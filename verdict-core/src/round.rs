//! Per-round naming: timestamps and output file names.

use std::ffi::OsString;
use std::path::{Path, PathBuf};

use chrono::{DateTime, Local};

const TIMESTAMP_FORMAT_ABBREVIATED: &str = "%a, %Y %b %d at %H:%M:%S in %z";
const TIMESTAMP_FORMAT_FULL: &str = "%A, %Y %b %d at %H:%M:%S in %z";
const HISTORY_FORMAT_ABBREVIATED: &str = "%a, %Y - %B - %d, %H : %M : %S";
const HISTORY_FORMAT_FULL: &str = "%A, %Y - %B - %d, %H : %M : %S";
const FILE_SUFFIX_FORMAT: &str = "_%Y_%m_%d_%H_%M_%S";

/// Prefix of the start timestamp line.
pub const BEGAN_AT: &str = "Unit Tests Began at: ";
/// Prefix of the stop timestamp line.
pub const ENDED_AT: &str = "Unit Tests Ended at: ";

/// Information handed to receivers when a round begins.
#[derive(Clone, Debug)]
pub struct RoundStart {
    name: String,
    started_at: DateTime<Local>,
    full_day_name: bool,
}

impl RoundStart {
    pub(crate) const fn new(name: String, started_at: DateTime<Local>, full_day_name: bool) -> Self {
        Self {
            name,
            started_at,
            full_day_name,
        }
    }

    /// Name of the test run.
    pub fn name(&self) -> &str {
        self.name.as_str()
    }

    /// When the round started.
    pub const fn started_at(&self) -> DateTime<Local> {
        self.started_at
    }

    /// Whether timestamps spell out the weekday.
    pub const fn full_day_name(&self) -> bool {
        self.full_day_name
    }

    /// The start time rendered as a timestamp line value.
    pub fn timestamp(&self) -> String {
        format_timestamp(&self.started_at, self.full_day_name)
    }

    /// The start time rendered for the HTML history table.
    pub fn history_stamp(&self) -> String {
        let format = if self.full_day_name {
            HISTORY_FORMAT_FULL
        } else {
            HISTORY_FORMAT_ABBREVIATED
        };
        self.started_at.format(format).to_string()
    }

    /// Output file name for this round: `partial` + `_YYYY_MM_DD_HH_MM_SS` + `extension`.
    pub fn file_name(&self, partial: &Path, extension: &str) -> PathBuf {
        let mut name = OsString::from(partial.as_os_str());
        name.push(self.started_at.format(FILE_SUFFIX_FORMAT).to_string());
        name.push(extension);
        PathBuf::from(name)
    }
}

/// Renders a time as used on timestamp lines.
pub fn format_timestamp(at: &DateTime<Local>, full_day_name: bool) -> String {
    let format = if full_day_name {
        TIMESTAMP_FORMAT_FULL
    } else {
        TIMESTAMP_FORMAT_ABBREVIATED
    };
    at.format(format).to_string()
}

/// Path of the HTML history page for a partial path.
pub fn main_page_path(partial: &Path) -> PathBuf {
    let mut name = OsString::from(partial.as_os_str());
    name.push(".html");
    PathBuf::from(name)
}

/// Relative link (`./name`) to a file that lives next to the linking page.
pub fn relative_link(path: &Path) -> String {
    let full = path.to_string_lossy();
    let file = full
        .rsplit([':', '/', '\\'])
        .next()
        .unwrap_or_default();
    format!("./{file}")
}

--------------------

ASSIGNMENT:
All lines in the preceding records that hold the word "extension" need to be copied.

SOLVED EXERCISE:
    /// Output file name for this round: `partial` + `_YYYY_MM_DD_HH_MM_SS` + `extension`.
    pub fn file_name(&self, partial: &Path, extension: &str) -> PathBuf {
        name.push(extension);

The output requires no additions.